Once you have read through, jump on the [Do-It-Yourself](https://pietrostefani.github.io/gds/openscienceDIY.html) section, which will provide you with a challenge that you should complete on your own, and will allow you to put what you have already learnt into practice.
## Data wrangling
Real world datasets tend to be messy. There is no way around it: datasets have "holes" (missing data), the amount of formats in which data can be stored is endless, and the best structure to share data is not always the optimum to analyze them, hence the need to wrangle (manipulate, transform and structure) them. As has been correctly pointed out in many outlets ([e.g.](https://www.nytimes.com/2014/08/18/technology/for-big-data-scientists-hurdle-to-insights-is-janitor-work.html?_r=0)), much of the [time](https://twitter.com/BigDataBorat/status/306596352991830016) spent in what is called (Geo-)Data Science is related not only to sophisticated modeling and insight, but to more basic and less exotic tasks such as obtaining data, processing, turning them into a shape that makes analysis possible, and exploring it to get to know their basic properties.
In this session, you will use a few real world datasets and learn how to process them in Python so they can be transformed and manipulated, if necessary, and analyzed. For this, we will introduce some of the fundamental tools of data analysis and scientific computing. We use a prepared dataset that saves us much of the more intricate processing that goes beyond the introductory level the session is aimed at.

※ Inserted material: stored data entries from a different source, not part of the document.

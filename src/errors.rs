//! Application error model
//!
//! Defines one typed error per pipeline stage using `thiserror`, and a
//! top-level [`AppError`] for the failures that are fatal to a collaborator
//! call. Recoverable kinds ([`FetchError`], [`DecodeError`],
//! [`AnalysisError`]) are handled inside the pipeline and never reach the
//! collaborator as `Err`; [`AnalysisError`] only escapes from direct model
//! operations such as listing models.

use thiserror::Error;

/// Failure to open an authenticated mailbox session
///
/// Keeps credential problems apart from network problems so the collaborator
/// can tell the user what to fix.
#[derive(Debug, Error)]
pub enum ConnectionError {
    /// Server rejected the account identifier or secret
    #[error("authentication rejected: {0}")]
    AuthRejected(String),
    /// Host could not be reached (DNS, refused, reset)
    #[error("host unreachable: {0}")]
    Unreachable(String),
    /// TLS handshake or certificate failure
    #[error("TLS failure: {0}")]
    Tls(String),
    /// A connection phase exceeded its bound
    #[error("connection timed out: {0}")]
    Timeout(String),
    /// Server spoke something other than the expected protocol
    #[error("protocol error: {0}")]
    Protocol(String),
    /// Settings that can never connect (insecure mode, bad SNI name)
    #[error("invalid connection settings: {0}")]
    InvalidSettings(String),
}

/// Failure to select a folder or run a search
#[derive(Debug, Error)]
pub enum SearchError {
    /// Criteria contain characters that cannot be sent to the server
    #[error("invalid search criteria: {0}")]
    InvalidCriteria(String),
    /// Folder does not exist or cannot be opened
    #[error("folder unavailable: {0}")]
    FolderUnavailable(String),
    /// Server refused the search command
    #[error("search rejected: {0}")]
    Rejected(String),
    /// Select or search exceeded its bound
    #[error("search timed out: {0}")]
    Timeout(String),
}

/// Failure to fetch one message; recovered by skipping that message
#[derive(Debug, Error)]
pub enum FetchError {
    #[error("message uid {0} not found")]
    NotFound(u32),
    #[error("fetch of uid {0} timed out")]
    Timeout(u32),
    #[error("fetch of uid {uid} failed: {detail}")]
    Protocol { uid: u32, detail: String },
}

/// Failure to parse raw message bytes; recovered with fallback text
#[derive(Debug, Error)]
pub enum DecodeError {
    #[error("malformed message: {0}")]
    Malformed(String),
}

/// Failure to obtain model output for one message
///
/// Carries the upstream detail; surfaced per message as an
/// `AnalysisFailed` state rather than as an error.
#[derive(Debug, Error)]
pub enum AnalysisError {
    #[error("no API key was provided")]
    MissingApiKey,
    #[error("model API rejected the key: {0}")]
    AuthRejected(String),
    #[error("model API quota or rate limit reached: {0}")]
    RateLimited(String),
    #[error("model API transport failure: {0}")]
    Transport(String),
    #[error("model call timed out: {0}")]
    Timeout(String),
    #[error("model API returned status {status}: {detail}")]
    Upstream { status: u16, detail: String },
    #[error("model API returned no text")]
    EmptyResponse,
    #[error("analysis unavailable: {0}")]
    Unavailable(String),
}

/// Application error type
///
/// Covers every failure that aborts a collaborator-facing call.
#[derive(Debug, Error)]
pub enum AppError {
    /// Invalid configuration or caller input
    #[error("invalid input: {0}")]
    InvalidInput(String),
    #[error(transparent)]
    Connection(#[from] ConnectionError),
    #[error(transparent)]
    Search(#[from] SearchError),
    /// Only surfaced by operations that talk to the model directly, such as
    /// the model listing
    #[error(transparent)]
    Analysis(#[from] AnalysisError),
    /// The caller cancelled the operation; the session was still released
    #[error("operation cancelled")]
    Cancelled,
}

impl AppError {
    /// Convenience constructor for `InvalidInput`
    pub fn invalid(msg: impl Into<String>) -> Self {
        Self::InvalidInput(msg.into())
    }

    /// Stable machine-readable code
    pub fn code(&self) -> &'static str {
        match self {
            Self::InvalidInput(_) => "invalid_input",
            Self::Connection(ConnectionError::AuthRejected(_)) => "auth_rejected",
            Self::Connection(ConnectionError::Timeout(_)) | Self::Search(SearchError::Timeout(_)) => {
                "timeout"
            }
            Self::Connection(ConnectionError::InvalidSettings(_)) => "invalid_settings",
            Self::Connection(_) => "network",
            Self::Search(SearchError::FolderUnavailable(_)) => "folder_unavailable",
            Self::Search(_) => "search_failed",
            Self::Analysis(AnalysisError::MissingApiKey | AnalysisError::AuthRejected(_)) => {
                "analysis_auth"
            }
            Self::Analysis(AnalysisError::RateLimited(_)) => "rate_limited",
            Self::Analysis(_) => "analysis_failed",
            Self::Cancelled => "cancelled",
        }
    }

    /// Actionable message for the person at the keyboard
    ///
    /// Credential problems point at the account identifier and app password;
    /// network problems point at host, port and connectivity.
    pub fn user_message(&self) -> String {
        match self {
            Self::Connection(ConnectionError::AuthRejected(_)) => {
                "Login failed. Check the email address and use an app password, and make sure IMAP access is enabled for the account.".to_owned()
            }
            Self::Connection(ConnectionError::InvalidSettings(detail)) => {
                format!("The connection settings are invalid: {detail}.")
            }
            Self::Connection(ConnectionError::Timeout(_)) => {
                "The mail server did not answer in time. Check your network connection and try again.".to_owned()
            }
            Self::Connection(_) => {
                "Could not reach the mail server. Check the server address, port and your network connection.".to_owned()
            }
            Self::Search(SearchError::InvalidCriteria(detail)) => {
                format!("The search text cannot be used: {detail}.")
            }
            Self::Search(SearchError::FolderUnavailable(_)) => {
                "The selected folder could not be opened.".to_owned()
            }
            Self::Search(_) => "The mail server could not run the search.".to_owned(),
            Self::Analysis(AnalysisError::MissingApiKey | AnalysisError::AuthRejected(_)) => {
                "The model API key is missing or was rejected.".to_owned()
            }
            Self::Analysis(AnalysisError::RateLimited(_)) => {
                "The model API quota is exhausted. Wait a moment and try again.".to_owned()
            }
            Self::Analysis(e) => format!("The model service failed: {e}."),
            Self::InvalidInput(detail) => detail.clone(),
            Self::Cancelled => "The operation was cancelled.".to_owned(),
        }
    }
}

/// Type alias for fallible collaborator-facing return values
pub type AppResult<T> = Result<T, AppError>;

#[cfg(test)]
mod tests {
    use super::{AnalysisError, AppError, ConnectionError, SearchError};

    #[test]
    fn credential_and_network_failures_have_distinct_codes_and_messages() {
        let auth = AppError::from(ConnectionError::AuthRejected("NO LOGIN failed".to_owned()));
        let net = AppError::from(ConnectionError::Unreachable("connection refused".to_owned()));

        assert_eq!(auth.code(), "auth_rejected");
        assert_eq!(net.code(), "network");
        assert!(auth.user_message().contains("app password"));
        assert!(net.user_message().contains("network"));
        assert_ne!(auth.user_message(), net.user_message());
    }

    #[test]
    fn timeouts_share_a_code_across_kinds() {
        let connect = AppError::from(ConnectionError::Timeout("tcp connect".to_owned()));
        let search = AppError::from(SearchError::Timeout("UID SEARCH".to_owned()));
        assert_eq!(connect.code(), "timeout");
        assert_eq!(search.code(), "timeout");
    }

    #[test]
    fn wrapped_errors_display_their_source_text() {
        let err = AppError::from(SearchError::Rejected("BAD criteria".to_owned()));
        assert_eq!(err.to_string(), "search rejected: BAD criteria");
    }

    #[test]
    fn model_key_and_quota_failures_are_told_apart() {
        let key = AppError::from(AnalysisError::MissingApiKey);
        let quota = AppError::from(AnalysisError::RateLimited("Quota exceeded".to_owned()));
        assert_eq!(key.code(), "analysis_auth");
        assert_eq!(quota.code(), "rate_limited");
        assert!(quota.user_message().contains("quota"));
    }
}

In this notebook, we discuss several patterns to clean and structure data properly, including tidying, subsetting, and aggregating; and we finish with some basic visualization. An additional extension presents more advanced tricks to manipulate tabular data.
Before we get our hands data-dirty, let us import all the additional libraries we will need to run the code:
## Loading packages
We will start by loading core packages for working with geographic vector and attribute data.
```{python}
# This ensures visualizations are plotted inside the notebook
import os # This provides several system utilities
import pandas as pd # This is the workhorse of data munging in Python
```
## Datasets
We will be exploring some demographic characteristics in Liverpool. To do that, we will use a dataset that contains population counts, split by ethnic origin. These counts are aggregated at the Lower Layer Super Output Area (LSOA from now on). LSOAs are an official Census geography defined by the Office of National Statistics. You can think of them, more or less, as neighbourhoods. Many data products (Census, deprivation indices, etc.) use LSOAs as one of their main geographies.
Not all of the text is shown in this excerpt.